The company estimates the non-life industry will grow on average by 6.5% annually and the life and health industry to grow by 3.7%. According to Swiss Re, consolidation within the insurance sector will continue and capital remains an industry issue. Upcoming regulatory frameworks, such as the Swiss Solvency Test or Solvency II, are likely to influence (re)insurers’ returns in the years to come.
In his update on the Group’s business priorities, Stefan Lippe, Swiss Re’s Chief Executive Officer, comments: “Against the background of this market outlook, we will build further on what we are good at: delivering superior performance in (re)insurance, Admin Re® and Asset Management, while expanding our business in the areas of industrial risks insurance, longevity and emerging markets. Our mission is clear: we aim to be the leading player in the wholesale (re)insurance industry.”

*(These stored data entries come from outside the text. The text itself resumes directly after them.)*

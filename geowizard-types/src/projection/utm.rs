use geodesy::prelude::*;
use nalgebra::Point2;

use crate::coordinate::GeoPoint2d;
use crate::error::ConversionError;
use crate::frame::UtmZone;
use crate::projection::Projection;

/// Ellipsoidal Transverse Mercator projection of a single UTM zone on WGS84.
///
/// The projection is evaluated by the `geodesy` crate's `tmerc` operator, parametrized with the
/// zone's central meridian, the UTM scale factor and false origin.
pub struct UtmProjection {
    zone: UtmZone,
    context: Minimal,
    op: OpHandle,
}

impl UtmProjection {
    /// Creates a projection for the given zone.
    pub fn new(zone: UtmZone) -> Result<Self, ConversionError> {
        if !zone.is_valid() {
            return Err(ConversionError::InvalidZone(zone.number()));
        }

        let mut context = Minimal::new();
        let op = context
            .op(&Self::definition(zone))
            .map_err(|err| ConversionError::Projection(err.to_string()))?;

        Ok(Self { zone, context, op })
    }

    /// Zone of the projection.
    pub fn zone(&self) -> UtmZone {
        self.zone
    }

    fn definition(zone: UtmZone) -> String {
        format!(
            "tmerc ellps=WGS84 lat_0=0 lon_0={} k_0={} x_0={} y_0={}",
            zone.central_meridian(),
            UtmZone::SCALE_FACTOR,
            UtmZone::FALSE_EASTING,
            zone.hemisphere().false_northing(),
        )
    }
}

impl std::fmt::Debug for UtmProjection {
    fn fmt(&self, f: &mut std::fmt::Formatter<'_>) -> std::fmt::Result {
        f.debug_struct("UtmProjection")
            .field("zone", &self.zone)
            .finish()
    }
}

impl Projection for UtmProjection {
    type InPoint = GeoPoint2d;
    type OutPoint = Point2<f64>;

    fn project(&self, input: &Self::InPoint) -> Result<Self::OutPoint, ConversionError> {
        let mut data = [Coor2D::geo(input.lat(), input.lon())];
        self.context
            .apply(self.op, Fwd, &mut data)
            .map_err(|err| ConversionError::Projection(err.to_string()))?;

        if !data[0].0[0].is_finite() || !data[0].0[1].is_finite() {
            return Err(ConversionError::Singularity(input.lat(), input.lon()));
        }

        Ok(Point2::new(data[0].0[0], data[0].0[1]))
    }

    fn unproject(&self, input: &Self::OutPoint) -> Result<Self::InPoint, ConversionError> {
        let mut data = [Coor2D([input.x, input.y])];
        self.context
            .apply(self.op, Inv, &mut data)
            .map_err(|err| ConversionError::Projection(err.to_string()))?;

        let lat = data[0].0[1].to_degrees();
        let lon = data[0].0[0].to_degrees();
        if !lat.is_finite() || !lon.is_finite() {
            return Err(ConversionError::Singularity(input.x, input.y));
        }

        Ok(GeoPoint2d::latlon(lat, lon))
    }
}
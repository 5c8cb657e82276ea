use serde::{Deserialize, Serialize};

use crate::coordinate::GeoPoint2d;

/// Extent of a set of canonical points in latitude and longitude.
///
/// Used to frame a map viewport around a geometry. Antimeridian crossing is not handled: the
/// box spans the numeric min/max of longitudes.
#[derive(Debug, Copy, Clone, PartialEq, Serialize, Deserialize)]
pub struct BoundingBox {
    min_lat: f64,
    min_lon: f64,
    max_lat: f64,
    max_lon: f64,
}

impl BoundingBox {
    /// Creates a box from its corners.
    pub fn new(min_lat: f64, min_lon: f64, max_lat: f64, max_lon: f64) -> Self {
        Self {
            min_lat,
            min_lon,
            max_lat,
            max_lon,
        }
    }

    /// Zero-sized box around a single point.
    pub fn from_point(point: &GeoPoint2d) -> Self {
        Self::new(point.lat(), point.lon(), point.lat(), point.lon())
    }

    /// Smallest box containing all points, `None` for an empty iterator.
    pub fn from_points<'a>(mut points: impl Iterator<Item = &'a GeoPoint2d>) -> Option<Self> {
        let first = points.next()?;
        Some(points.fold(Self::from_point(first), |bbox, p| bbox.extend(p)))
    }

    /// Returns a box that also contains `point`.
    pub fn extend(&self, point: &GeoPoint2d) -> Self {
        self.merge(Self::from_point(point))
    }

    /// Smallest box containing both boxes.
    pub fn merge(&self, other: Self) -> Self {
        Self {
            min_lat: self.min_lat.min(other.min_lat),
            min_lon: self.min_lon.min(other.min_lon),
            max_lat: self.max_lat.max(other.max_lat),
            max_lon: self.max_lon.max(other.max_lon),
        }
    }

    /// Southern edge.
    pub fn min_lat(&self) -> f64 {
        self.min_lat
    }

    /// Western edge.
    pub fn min_lon(&self) -> f64 {
        self.min_lon
    }

    /// Northern edge.
    pub fn max_lat(&self) -> f64 {
        self.max_lat
    }

    /// Eastern edge.
    pub fn max_lon(&self) -> f64 {
        self.max_lon
    }

    /// Extent in degrees of latitude.
    pub fn height(&self) -> f64 {
        self.max_lat - self.min_lat
    }

    /// Extent in degrees of longitude.
    pub fn width(&self) -> f64 {
        self.max_lon - self.min_lon
    }

    /// Middle of the box.
    pub fn center(&self) -> GeoPoint2d {
        GeoPoint2d::latlon(
            (self.min_lat + self.max_lat) / 2.0,
            (self.min_lon + self.max_lon) / 2.0,
        )
    }

    /// Returns `true` if the point is inside the box or on its edge.
    pub fn contains(&self, point: &GeoPoint2d) -> bool {
        self.min_lat <= point.lat()
            && self.max_lat >= point.lat()
            && self.min_lon <= point.lon()
            && self.max_lon >= point.lon()
    }

    /// Box grown around its center by `factor`. Useful to add padding around a viewport.
    pub fn magnify(&self, factor: f64) -> Self {
        let center = self.center();
        let half_height = self.height() / 2.0 * factor;
        let half_width = self.width() / 2.0 * factor;
        Self {
            min_lat: center.lat() - half_height,
            min_lon: center.lon() - half_width,
            max_lat: center.lat() + half_height,
            max_lon: center.lon() + half_width,
        }
    }
}
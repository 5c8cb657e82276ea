//! Units of measurement and formatting of measured values.

use std::fmt::{Display, Formatter};

use serde::{Deserialize, Serialize};

/// Unit of length.
#[derive(Debug, Clone, Copy, PartialEq, Eq, Hash, Serialize, Deserialize)]
pub enum LengthUnit {
    /// Meters.
    Meters,
    /// Kilometers.
    Kilometers,
    /// International feet.
    Feet,
    /// International miles.
    Miles,
}

impl LengthUnit {
    /// Length of one unit in meters.
    pub fn meters(&self) -> f64 {
        match self {
            Self::Meters => 1.0,
            Self::Kilometers => 1_000.0,
            Self::Feet => 0.3048,
            Self::Miles => 1_609.344,
        }
    }

    /// Converts a length in meters into this unit.
    pub fn from_meters(&self, value: f64) -> f64 {
        value / self.meters()
    }

    /// Short unit symbol.
    pub fn symbol(&self) -> &'static str {
        match self {
            Self::Meters => "m",
            Self::Kilometers => "km",
            Self::Feet => "ft",
            Self::Miles => "mi",
        }
    }
}

impl Display for LengthUnit {
    fn fmt(&self, f: &mut Formatter<'_>) -> std::fmt::Result {
        write!(f, "{}", self.symbol())
    }
}

/// Unit of area.
#[derive(Debug, Clone, Copy, PartialEq, Eq, Hash, Serialize, Deserialize)]
pub enum AreaUnit {
    /// Square meters.
    SquareMeters,
    /// Hectares.
    Hectares,
    /// Square kilometers.
    SquareKilometers,
    /// Square international feet.
    SquareFeet,
    /// International acres.
    Acres,
    /// Square international miles.
    SquareMiles,
}

impl AreaUnit {
    /// Area of one unit in square meters.
    pub fn square_meters(&self) -> f64 {
        match self {
            Self::SquareMeters => 1.0,
            Self::Hectares => 10_000.0,
            Self::SquareKilometers => 1_000_000.0,
            Self::SquareFeet => 0.092_903_04,
            Self::Acres => 4_046.856_422_4,
            Self::SquareMiles => 2_589_988.110_336,
        }
    }

    /// Converts an area in square meters into this unit.
    pub fn from_square_meters(&self, value: f64) -> f64 {
        value / self.square_meters()
    }

    /// Short unit symbol.
    pub fn symbol(&self) -> &'static str {
        match self {
            Self::SquareMeters => "m²",
            Self::Hectares => "ha",
            Self::SquareKilometers => "km²",
            Self::SquareFeet => "ft²",
            Self::Acres => "ac",
            Self::SquareMiles => "mi²",
        }
    }
}

impl Display for AreaUnit {
    fn fmt(&self, f: &mut Formatter<'_>) -> std::fmt::Result {
        write!(f, "{}", self.symbol())
    }
}

/// Default units used to report measurements.
#[derive(Debug, Default, Clone, Copy, PartialEq, Eq, Hash, Serialize, Deserialize)]
pub enum UnitSystem {
    /// Meters and square meters.
    #[default]
    Metric,
    /// Feet and acres.
    Imperial,
}

impl UnitSystem {
    /// Default length unit of the system.
    pub fn length_unit(&self) -> LengthUnit {
        match self {
            Self::Metric => LengthUnit::Meters,
            Self::Imperial => LengthUnit::Feet,
        }
    }

    /// Default area unit of the system.
    pub fn area_unit(&self) -> AreaUnit {
        match self {
            Self::Metric => AreaUnit::SquareMeters,
            Self::Imperial => AreaUnit::Acres,
        }
    }
}

/// Formats a length given in meters, e.g. `1,234.57 m`.
pub fn format_length(meters: f64, unit: LengthUnit, precision: usize) -> String {
    format!(
        "{} {}",
        format_number(unit.from_meters(meters), precision),
        unit.symbol()
    )
}

/// Formats an area given in square meters, e.g. `2.47 ac`.
pub fn format_area(square_meters: f64, unit: AreaUnit, precision: usize) -> String {
    format!(
        "{} {}",
        format_number(unit.from_square_meters(square_meters), precision),
        unit.symbol()
    )
}

/// Values below one get two extra decimals. Values from one thousand up are grouped by
/// thousands.
fn format_number(value: f64, precision: usize) -> String {
    if !value.is_finite() {
        return value.to_string();
    }

    if value.abs() < 1.0 {
        return format!("{:.1$}", value, precision + 2);
    }

    let formatted = format!("{:.1$}", value.abs(), precision);
    let (integer, fraction) = match formatted.split_once('.') {
        Some((integer, fraction)) => (integer, Some(fraction)),
        None => (formatted.as_str(), None),
    };

    let mut grouped = String::with_capacity(formatted.len() + integer.len() / 3 + 1);
    if value < 0.0 {
        grouped.push('-');
    }

    for (i, digit) in integer.chars().enumerate() {
        if i > 0 && (integer.len() - i) % 3 == 0 {
            grouped.push(',');
        }
        grouped.push(digit);
    }

    if let Some(fraction) = fraction {
        grouped.push('.');
        grouped.push_str(fraction);
    }

    grouped
}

David Blumer, Swiss Re’s Chief Investment Officer, explains how, in this changing environment, the company’s Asset Management will continue to contribute to the Group’s performance: “Swiss Re has a transparent, disciplined and flexible investment process in place, with investment decisions taken from a strict asset-liability-matching perspective. We will continue to optimize the investment portfolio with a clear allocation of risk capital and responsibilities.”

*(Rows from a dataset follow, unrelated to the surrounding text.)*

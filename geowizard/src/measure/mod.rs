//! Area, perimeter and distance of geometries.
//!
//! All values are computed in SI units (meters and square meters). Conversion into other units
//! happens only at the boundary, see [`Measurement::in_units`] and the [`units`] module.

use geowizard_types::{CoordinateConverter, CoordinateFrame, GeoPoint2d, UtmZone};
use nalgebra::Point2;
use serde::{Deserialize, Serialize};

use crate::error::{CurveError, MeasureError};
use crate::geometry::{mean_position, Geometry, GeometryKind};

pub mod curve;
mod geodesic;
pub mod planar;
pub mod units;

pub use curve::{CurveDirection, CurveSegment, SegmentCurve};
pub use geodesic::{area as geodesic_area, distance as geodesic_distance};
pub use units::{format_area, format_length, AreaUnit, LengthUnit, UnitSystem};

/// Method of measurement.
#[derive(Debug, Clone, Copy, PartialEq, Eq, Serialize, Deserialize)]
pub enum MeasurementPolicy {
    /// Euclidean measurement in a UTM plane.
    ///
    /// When the zone is not given, the UTM zone shared by all vertices is used if they were all
    /// entered in the same one, otherwise the zone containing the centroid of the geometry.
    Planar {
        /// Explicit zone of the plane.
        zone: Option<UtmZone>,
    },
    /// Measurement on the WGS84 ellipsoid.
    Geodesic,
}

impl MeasurementPolicy {
    /// Usual policy for a frame: planar for projected frames, geodesic for geographic ones.
    pub fn for_frame(frame: CoordinateFrame) -> Self {
        match frame {
            CoordinateFrame::Utm(zone) => Self::Planar { zone: Some(zone) },
            CoordinateFrame::WebMercator => Self::Planar { zone: None },
            CoordinateFrame::GeographicDecimal | CoordinateFrame::GeographicDms => Self::Geodesic,
        }
    }
}

/// Result of measuring a geometry. Values that do not apply to the geometry kind are `None`.
#[derive(Debug, Default, Clone, Copy, PartialEq, Serialize, Deserialize)]
pub struct Measurement {
    /// Area of a polygon.
    pub area: Option<f64>,
    /// Length of the closed ring of a polygon.
    pub perimeter: Option<f64>,
    /// Path length of a polyline.
    pub distance: Option<f64>,
}

impl Measurement {
    /// Converts the values from SI into the given units.
    pub fn in_units(&self, length: LengthUnit, area: AreaUnit) -> Self {
        Self {
            area: self.area.map(|v| area.from_square_meters(v)),
            perimeter: self.perimeter.map(|v| length.from_meters(v)),
            distance: self.distance.map(|v| length.from_meters(v)),
        }
    }

    /// Converts the values into the default units of a unit system.
    pub fn in_system(&self, system: UnitSystem) -> Self {
        self.in_units(system.length_unit(), system.area_unit())
    }
}

/// Computes [`Measurement`]s of geometries.
#[derive(Debug, Default, Clone, Copy)]
pub struct MeasurementEngine {
    converter: CoordinateConverter,
}

impl MeasurementEngine {
    /// Creates an engine projecting with the given converter.
    pub fn new(converter: CoordinateConverter) -> Self {
        Self { converter }
    }

    /// Measures a geometry.
    pub fn measure(
        &self,
        geometry: &Geometry,
        policy: MeasurementPolicy,
    ) -> Result<Measurement, MeasureError> {
        self.measure_with_curves(geometry, policy, &[])
    }

    /// Measures a geometry some segments of which are circular curves.
    ///
    /// In a planar policy the length of every curved segment is its arc length instead of the
    /// straight distance between its vertices. The chord of each curve must match that distance
    /// within [`CurveSegment::tolerance`]. Area is always computed from the straight segments.
    ///
    /// Curves are ignored by the geodesic policy and for points.
    pub fn measure_with_curves(
        &self,
        geometry: &Geometry,
        policy: MeasurementPolicy,
        curves: &[SegmentCurve],
    ) -> Result<Measurement, MeasureError> {
        if geometry.kind() == GeometryKind::Point {
            return Ok(Measurement::default());
        }

        let positions: Vec<GeoPoint2d> = geometry.positions().copied().collect();
        let closed = geometry.kind() == GeometryKind::Polygon;
        let measurement = match policy {
            MeasurementPolicy::Planar { zone } => {
                let zone = zone.unwrap_or_else(|| planar_zone(geometry));
                log::debug!("Measuring {} in UTM zone {zone}", geometry.kind());
                let projected = self.converter.project_to_zone(&positions, zone)?;
                let length = curved_length(&projected, closed, curves)?;

                if closed {
                    Measurement {
                        area: Some(planar::area(&projected)),
                        perimeter: Some(length),
                        distance: None,
                    }
                } else {
                    Measurement {
                        distance: Some(length),
                        ..Default::default()
                    }
                }
            }
            MeasurementPolicy::Geodesic => {
                if !curves.is_empty() {
                    log::debug!("Ignoring {} curves in geodesic measurement", curves.len());
                }

                if closed {
                    Measurement {
                        area: Some(geodesic::area(&positions)),
                        perimeter: Some(geodesic::ring_length(&positions)?),
                        distance: None,
                    }
                } else {
                    Measurement {
                        distance: Some(geodesic::path_length(&positions)?),
                        ..Default::default()
                    }
                }
            }
        };

        Ok(measurement)
    }

    /// Distance between two points in meters.
    ///
    /// A planar policy without an explicit zone uses the zone containing the midpoint.
    pub fn distance_between(
        &self,
        a: &GeoPoint2d,
        b: &GeoPoint2d,
        policy: MeasurementPolicy,
    ) -> Result<f64, MeasureError> {
        match policy {
            MeasurementPolicy::Planar { zone } => {
                let zone = zone.unwrap_or_else(|| UtmZone::containing(&mean_position([a, b])));
                let projected = self.converter.project_to_zone(&[*a, *b], zone)?;
                Ok(planar::path_length(&projected))
            }
            MeasurementPolicy::Geodesic => geodesic::distance(a, b),
        }
    }
}

fn curved_length(
    projected: &[Point2<f64>],
    closed: bool,
    curves: &[SegmentCurve],
) -> Result<f64, CurveError> {
    let chords = planar::segment_lengths(projected, closed);
    let mut lengths = chords.clone();
    let mut curved = vec![false; chords.len()];

    for SegmentCurve { segment, curve } in curves {
        let segment = *segment;
        let (Some(&length), Some(seen)) = (chords.get(segment), curved.get_mut(segment)) else {
            return Err(CurveError::SegmentOutOfBounds {
                segment,
                segments: chords.len(),
            });
        };

        if *seen {
            return Err(CurveError::DuplicateSegment(segment));
        }
        *seen = true;

        if (length - curve.chord()).abs() > curve.tolerance() {
            return Err(CurveError::ChordMismatch {
                segment,
                chord: curve.chord(),
                length,
            });
        }

        lengths[segment] = curve.arc_length();
    }

    Ok(lengths.iter().sum())
}

fn planar_zone(geometry: &Geometry) -> UtmZone {
    geometry
        .common_utm_frame()
        .and_then(|frame| frame.utm_zone())
        .unwrap_or_else(|| UtmZone::containing(&geometry.centroid()))
}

From the beginning of 2011, the Swiss Solvency Test capital requirements will become effective. George Quinn, Swiss Re’s Chief Financial Officer, comments: “From a capital management perspective, we are glad to see that capital measures are becoming more consistent and economic with the convergence of Swiss Re’s internal model, the Swiss Solvency Test and Solvency II.” He concludes: “Our experience in implementing the Swiss Solvency Test and our economic capital strength position us well to support our clients in preparing for Solvency II.”
Update on Chile earthquake estimate
Swiss Re expects its claims from the Chile earthquake, net of retrocession, to be approximately USD 630 million before tax. In its preliminary estimate of 10 March 2010, Swiss Re estimated own claims of around USD 500 million. The new estimate reflects more specific information from clients on actual damage to individual properties and businesses. The final cost remains subject to change.